As for feedings, I showed him what and how much to feed. I came back and based on the amount of food left it did not seem excessive to me. I only used mesh filter socks to take out larger debris that might clog the pumps. These usually need changing every 5 to 7 days so this could have been a source of decomposition from food stuffs. The sump has a set of two. When I am home I rotate switching one out every 4 to 5 days. The protein skimmer works well from what I can tell. I remove the skimmate every 4 days or so, but the cup could hold about two weeks worth based on previous production. I just don't like letting it get that full prior to removing.

I have Cos on stand bye for my trips. The kid has his number in case anything goes wrong. I think he was just not too observant this time around. Has not been an issue in the past. I have received texts and phone calls before about random stuff he was not sure about.

I talked to Cos, and he wondered about an ammonia spike. In the end it remains a mystery.

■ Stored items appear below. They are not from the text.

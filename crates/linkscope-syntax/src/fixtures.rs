//! Helpers for building parser-shaped trees in tests.
//!
//! Spans are computed from the source text the way the parser reports them:
//! editor coordinates shifted by the default `PositionShift`, with the whole
//! document wrapped in a `Fun: dummy_wrapper` node one line above the text.

use linkscope_common::config::DEFAULT_WRAPPER_NAME;
use linkscope_common::{LineMap, NativePosition, NativeSpan, Position};

use crate::adapter::{SyntaxTree, TreeError};
use crate::raw::RawNode;
use crate::reconcile::PositionShift;

pub fn leaf(label: impl Into<String>, span: NativeSpan) -> RawNode {
    RawNode::leaf(label, span)
}

pub fn node(label: impl Into<String>, span: NativeSpan, children: Vec<RawNode>) -> RawNode {
    RawNode::interior(label, span, children)
}

/// A source document plus span helpers.
pub struct Fixture {
    pub source: String,
    pub shift: PositionShift,
    line_map: LineMap,
}

impl Fixture {
    pub fn new(source: &str) -> Self {
        Fixture {
            source: source.to_string(),
            shift: PositionShift::default(),
            line_map: LineMap::build(source),
        }
    }

    /// Native position of a byte offset.
    pub fn native_at(&self, offset: usize) -> NativePosition {
        self.shift
            .to_native(self.line_map.offset_to_position(offset as u32, &self.source))
    }

    /// Editor position of the `nth` (0-based) occurrence of `needle`.
    pub fn position_of(&self, needle: &str, nth: usize) -> Position {
        let offset = self.offset_of(needle, nth);
        self.line_map.offset_to_position(offset as u32, &self.source)
    }

    fn offset_of(&self, needle: &str, nth: usize) -> usize {
        self.source
            .match_indices(needle)
            .nth(nth)
            .map(|(offset, _)| offset)
            .unwrap_or_else(|| panic!("fixture source has no occurrence {nth} of {needle:?}"))
    }

    /// Native span covering the `nth` occurrence of `needle`.
    pub fn word_span(&self, needle: &str, nth: usize) -> NativeSpan {
        let offset = self.offset_of(needle, nth);
        NativeSpan::new(self.native_at(offset), self.native_at(offset + needle.len()))
    }

    /// From the start of occurrence `start_nth` of `from` to the end of
    /// occurrence `end_nth` of `to`.
    pub fn span_between(&self, from: &str, start_nth: usize, to: &str, end_nth: usize) -> NativeSpan {
        let start = self.offset_of(from, start_nth);
        let end = self.offset_of(to, end_nth) + to.len();
        NativeSpan::new(self.native_at(start), self.native_at(end))
    }

    /// Span of the synthetic wrapper: from the line above the document to one
    /// past its last line.
    pub fn document_span(&self) -> NativeSpan {
        let last = self.line_map.line_count() as u32;
        NativeSpan::new(
            NativePosition::new(self.shift.line - 1, self.shift.column),
            NativePosition::new(last + self.shift.line, self.shift.column + 1),
        )
    }

    /// Wrap top-level statements in the synthetic wrapper function.
    pub fn wrap(&self, statements: Vec<RawNode>) -> RawNode {
        node(
            format!("Fun: {DEFAULT_WRAPPER_NAME}"),
            self.document_span(),
            vec![node("Block", self.document_span(), statements)],
        )
    }

    pub fn build(&self, raw: &RawNode) -> Result<SyntaxTree, TreeError> {
        SyntaxTree::build(raw, &self.source, self.shift)
    }

    /// Wrap and build, panicking on malformed fixtures.
    pub fn tree(&self, statements: Vec<RawNode>) -> SyntaxTree {
        let raw = self.wrap(statements);
        self.build(&raw)
            .unwrap_or_else(|e| panic!("fixture tree failed to build: {e}"))
    }

    /// Wrapped statements in the parser's JSON form.
    pub fn tree_json(&self, statements: Vec<RawNode>) -> String {
        self.wrap(statements).to_json()
    }

    pub fn line_map(&self) -> &LineMap {
        &self.line_map
    }
}
//! Go-to-Definition.
//!
//! Given a position in the source, finds the binder or function name that the
//! identifier at that position resolves to.

use linkscope_common::{Location, Position};
use tracing::trace;

use crate::document::DocumentAnalysis;

/// Go-to-Definition provider.
pub struct GoToDefinition<'a> {
    analysis: &'a DocumentAnalysis,
}

impl<'a> GoToDefinition<'a> {
    pub fn new(analysis: &'a DocumentAnalysis) -> Self {
        Self { analysis }
    }

    /// Location of the declaration for the identifier at `position`.
    ///
    /// Returns `None` for built-ins, unresolved names and positions that are
    /// not on an identifier. A declaration resolves to itself.
    pub fn definition(&self, position: Position) -> Option<Location> {
        let node = self.analysis.identifier_at(position)?;
        let Some(declaration) = self.analysis.index.declaration_for(node) else {
            trace!(?position, "identifier has no declaration");
            return None;
        };
        let range = self
            .analysis
            .reconciler()
            .name_range(&self.analysis.tree.arena, declaration.node)?;
        Some(Location::new(self.analysis.uri.clone(), range))
    }
}
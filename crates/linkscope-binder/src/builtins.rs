//! Catalogue of Links library functions.
//!
//! Names in this table are never reported as undefined; hover shows their
//! signature.

use once_cell::sync::Lazy;
use rustc_hash::FxHashMap;

/// A library function and its type signature.
#[derive(Clone, Copy, Debug, PartialEq, Eq)]
pub struct Builtin {
    pub name: &'static str,
    pub signature: &'static str,
}

const BUILTINS: &[Builtin] = &[
    // Output
    Builtin { name: "print", signature: "(String) ~> ()" },
    Builtin { name: "error", signature: "(String) ~> a" },
    Builtin { name: "debug", signature: "(String) ~> ()" },
    // Conversions
    Builtin { name: "intToString", signature: "(Int) -> String" },
    Builtin { name: "stringToInt", signature: "(String) -> Int" },
    Builtin { name: "intToFloat", signature: "(Int) -> Float" },
    Builtin { name: "floatToInt", signature: "(Float) -> Int" },
    Builtin { name: "floatToString", signature: "(Float) -> String" },
    Builtin { name: "stringToFloat", signature: "(String) -> Float" },
    Builtin { name: "intToXml", signature: "(Int) -> Xml" },
    Builtin { name: "floatToXml", signature: "(Float) -> Xml" },
    Builtin { name: "stringToXml", signature: "(String) -> Xml" },
    Builtin { name: "show", signature: "(a) -> String" },
    // Strings and characters
    Builtin { name: "explode", signature: "(String) -> [Char]" },
    Builtin { name: "implode", signature: "([Char]) -> String" },
    Builtin { name: "strlen", signature: "(String) -> Int" },
    Builtin { name: "strsub", signature: "(String, Int, Int) -> String" },
    Builtin { name: "strContains", signature: "(String, Char) -> Bool" },
    Builtin { name: "isAlpha", signature: "(Char) -> Bool" },
    Builtin { name: "isDigit", signature: "(Char) -> Bool" },
    Builtin { name: "isSpace", signature: "(Char) -> Bool" },
    Builtin { name: "toUpper", signature: "(Char) -> Char" },
    Builtin { name: "toLower", signature: "(Char) -> Char" },
    Builtin { name: "ord", signature: "(Char) -> Int" },
    Builtin { name: "chr", signature: "(Int) -> Char" },
    // Lists
    Builtin { name: "hd", signature: "([a]) ~> a" },
    Builtin { name: "tl", signature: "([a]) ~> [a]" },
    Builtin { name: "length", signature: "([a]) -> Int" },
    Builtin { name: "take", signature: "(Int, [a]) -> [a]" },
    Builtin { name: "drop", signature: "(Int, [a]) -> [a]" },
    Builtin { name: "map", signature: "((a) -e-> b, [a]) -e-> [b]" },
    Builtin { name: "filter", signature: "((a) -e-> Bool, [a]) -e-> [a]" },
    Builtin { name: "fold_left", signature: "((a, b) -e-> a, a, [b]) -e-> a" },
    Builtin { name: "fold_right", signature: "((a, b) -e-> b, b, [a]) -e-> b" },
    Builtin { name: "concat", signature: "([[a]]) -> [a]" },
    Builtin { name: "reverse", signature: "([a]) -> [a]" },
    Builtin { name: "zip", signature: "([a], [b]) -> [(a, b)]" },
    Builtin { name: "unzip", signature: "([(a, b)]) -> ([a], [b])" },
    Builtin { name: "elem", signature: "(a, [a]) -> Bool" },
    Builtin { name: "lookup", signature: "(a, [(a, b)]) -> Maybe(b)" },
    Builtin { name: "iter", signature: "((a) -e-> (), [a]) -e-> ()" },
    Builtin { name: "sum", signature: "([Int]) -> Int" },
    Builtin { name: "max", signature: "([a]) -> Maybe(a)" },
    Builtin { name: "min", signature: "([a]) -> Maybe(a)" },
    Builtin { name: "sortBy", signature: "((a) -> b, [a]) -> [a]" },
    Builtin { name: "range", signature: "(Int, Int) -> [Int]" },
    Builtin { name: "empty", signature: "([a]) -> Bool" },
    Builtin { name: "ignore", signature: "(a) -> ()" },
    Builtin { name: "fst", signature: "((a, b)) -> a" },
    Builtin { name: "snd", signature: "((a, b)) -> b" },
    // Maybe
    Builtin { name: "isJust", signature: "(Maybe(a)) -> Bool" },
    Builtin { name: "fromJust", signature: "(Maybe(a)) ~> a" },
    Builtin { name: "fromMaybe", signature: "(Maybe(a), a) -> a" },
    // Numbers
    Builtin { name: "abs", signature: "(Int) -> Int" },
    Builtin { name: "mod", signature: "(Int, Int) -> Int" },
    Builtin { name: "floor", signature: "(Float) -> Float" },
    Builtin { name: "ceiling", signature: "(Float) -> Float" },
    Builtin { name: "sqrt", signature: "(Float) -> Float" },
    Builtin { name: "random", signature: "() ~> Float" },
    Builtin { name: "not", signature: "(Bool) -> Bool" },
    // Web, sessions and DOM
    Builtin { name: "page", signature: "(Page) ~> Page" },
    Builtin { name: "render", signature: "(Formlet(a), (a) ~> Page) ~> Page" },
    Builtin { name: "addRoute", signature: "(String, (String) ~> Page) ~> ()" },
    Builtin { name: "addStaticRoute", signature: "(String, String, [(String, String)]) ~> ()" },
    Builtin { name: "serveThis", signature: "(() ~> Page) ~> ()" },
    Builtin { name: "servePages", signature: "() ~> ()" },
    Builtin { name: "redirect", signature: "(String) ~> ()" },
    Builtin { name: "getCookie", signature: "(String) ~> String" },
    Builtin { name: "setCookie", signature: "(String, String) ~> ()" },
    Builtin { name: "spawn", signature: "(() ~e~> ()) ~> Process" },
    Builtin { name: "spawnClient", signature: "(() ~e~> ()) ~> Process" },
    Builtin { name: "self", signature: "() ~> Process" },
    Builtin { name: "recv", signature: "() ~> a" },
    Builtin { name: "sleep", signature: "(Int) ~> ()" },
    Builtin { name: "domReplaceChildren", signature: "(Xml, DomNode) ~> ()" },
    Builtin { name: "getNodeById", signature: "(String) ~> DomNode" },
    Builtin { name: "getInputValue", signature: "(String) ~> String" },
    Builtin { name: "getValue", signature: "(DomNode) ~> Xml" },
    Builtin { name: "clientTime", signature: "() ~> Int" },
    Builtin { name: "serverTime", signature: "() ~> Int" },
    // Formlets
    Builtin { name: "input", signature: "Formlet(String)" },
    Builtin { name: "inputInt", signature: "Formlet(Int)" },
    Builtin { name: "inputFloat", signature: "Formlet(Float)" },
    Builtin { name: "textarea", signature: "(String) -> Formlet(String)" },
    Builtin { name: "button", signature: "(String) -> Formlet(())" },
    Builtin { name: "submit", signature: "(String) -> Formlet(())" },
    Builtin { name: "choice", signature: "([(a, String)]) -> Formlet(a)" },
    Builtin { name: "choiceDefault", signature: "([(a, String)], a) -> Formlet(a)" },
    Builtin { name: "checkbox", signature: "Formlet(Bool)" },
    Builtin { name: "formlets", signature: "([Formlet(a)]) -> Formlet([a])" },
    // Database
    Builtin { name: "database", signature: "(String) ~> Database" },
    Builtin { name: "asList", signature: "(TableHandle(r, w, n)) ~> [r]" },
    Builtin { name: "insert", signature: "(TableHandle(r, w, n), [r]) ~> ()" },
];

static BUILTIN_TABLE: Lazy<FxHashMap<&'static str, &'static Builtin>> =
    Lazy::new(|| BUILTINS.iter().map(|b| (b.name, b)).collect());

/// Look up a library function by name.
pub fn lookup(name: &str) -> Option<&'static Builtin> {
    BUILTIN_TABLE.get(name).copied()
}

pub fn is_builtin(name: &str) -> bool {
    BUILTIN_TABLE.contains_key(name)
}

/// All catalogue entries, in table order.
pub fn all() -> &'static [Builtin] {
    BUILTINS
}
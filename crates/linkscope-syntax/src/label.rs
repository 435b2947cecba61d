//! Label decoding.
//!
//! The parser flattens every node's discriminant and payload into a single
//! string (`"Variable: x"`, `"Constant: 42"`, `"Block"`). Labels are decoded
//! exactly once, here, into `NodeKind`.

use crate::node::{BinderRole, Literal, NodeKind};

/// Split a raw label into its discriminant and optional payload.
pub fn split_label(label: &str) -> (&str, Option<&str>) {
    match label.split_once(": ") {
        Some((tag, payload)) => (tag.trim(), Some(payload)),
        None => {
            // "Variable:" with nothing after the colon still names the tag.
            let tag = label.trim().trim_end_matches(':');
            (tag, None)
        }
    }
}

/// Decode a label. Binder roles are refined by the adapter once the parent
/// is known; here every binder starts as `Let`.
pub fn decode_label(label: &str) -> Result<NodeKind, String> {
    let (tag, payload) = split_label(label);
    if tag.is_empty() {
        return Err("empty discriminant".to_string());
    }

    let required = |what: &str| -> Result<String, String> {
        match payload {
            Some(p) if !p.trim().is_empty() => Ok(p.trim().to_string()),
            _ => Err(format!("'{tag}' requires a {what}")),
        }
    };

    let kind = match tag {
        "Fun" => NodeKind::Fun {
            name: required("function name")?,
        },
        "Funs" => NodeKind::Funs,
        "FunLit" | "NormalFunlit" => NodeKind::FunLit,
        "Params" => NodeKind::Params,
        "Block" => NodeKind::Block,
        "Val" => NodeKind::Val,
        "FunCall" | "FnAppl" => NodeKind::FunCall,
        "Iteration" => NodeKind::Iteration,
        "Generator" => NodeKind::Generator,
        "Formlet" => NodeKind::Formlet,
        "FormBinding" => NodeKind::FormBinding,
        "FormletPlacement" => NodeKind::FormletPlacement,
        "DBUpdate" => NodeKind::DbUpdate,
        "DBDelete" => NodeKind::DbDelete,
        "Projection" => NodeKind::Projection {
            field: required("field name")?,
        },
        "Constructor" | "ConstructorLit" => NodeKind::Constructor {
            tag: required("tag")?,
        },
        "Xml" => NodeKind::Xml {
            tag: required("tag name")?,
        },
        "XmlAttr" => NodeKind::XmlAttr {
            name: required("attribute name")?,
        },
        "Variable" => NodeKind::Variable {
            name: required("name")?,
        },
        "Binder" => NodeKind::Binder {
            name: required("name")?,
            role: BinderRole::Let,
        },
        "Constant" => NodeKind::Constant(decode_literal(payload.unwrap_or(""))),
        "TextNode" => NodeKind::Text {
            text: payload.unwrap_or("").to_string(),
        },
        _ => NodeKind::Other {
            tag: tag.to_string(),
            payload: payload.map(str::to_string),
        },
    };
    Ok(kind)
}

fn decode_literal(payload: &str) -> Literal {
    if payload.starts_with('"') {
        Literal::String(payload.to_string())
    } else if !payload.is_empty() && payload.parse::<f64>().is_ok() {
        Literal::Number(payload.to_string())
    } else {
        Literal::Other(payload.to_string())
    }
}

For now I continue to observe them closely. Let me know if you have any other thoughts.

Gerry
 
By the way the pink goni I am going to call it "Gerry's 'You can't kill me'" goni. This thing has been through the ringer. I thought it was going to die several times and yet it keeps on growing. I got it from another BAR member maybe 2-3 years ago. It was not doing well in his tank. Probably had 5-8 heads at the time.
At one point I had it in my fish QT tank. It had shriveled up, and I thought it was going to die. I was going out of town for a week and did not want it to foul the water. I moved it into the QT tank (no meds in the tank, no lighting, no filtration, crappy water quality). It was still alive when I came back. Put it back in the main tank (waterbox 60) and then transferred it to the waterbox 180 when it was running. Prior to adding wrasses I had a huge flatworm problem. They seemed to like to swarm on this coral keeping it from expanding its polyps. Every day I had to blow them off with a turkey baster and I could see an occasional polyp bail out and float away. With the addition of the UV filter and wrasses the worms seems to be gone (at least I don't seem the on the glass, rocks, or sand anymore). Probably still there in small numbers. The other day about a 1/3rd of it was not expanding well and the polyps looked bleached (see the pic above). It lasted about a week. Don't know what happened, but now it is fully recovered again. Easily over 100 heads on this. It loves being in the current. I will post a videolink below.

Goni's are challenging. What makes the extend? In the video I have three in a row. The pink is always out. The bananrama goni loves the current and I like watching the polyps sway in the tank. The one in the middle does not like to extend beyond a 1/4in. Go figure. Goni's are without a doubt my favorite coral. I have 9 of them in the tank.


Gerry

Second the appreciation for gonies. Same here.
 
There was a case long ago on Reefcentral where someone had fish go missing. No disease and no trace. Turns out it was a bobbit worm that grew many feet in length. Bobbit worms are the thing of nightmares o_O It'd be hard to introduce one as a hitchhiker if you're not using wild live rock or sand, but something to consider given there's no other clues.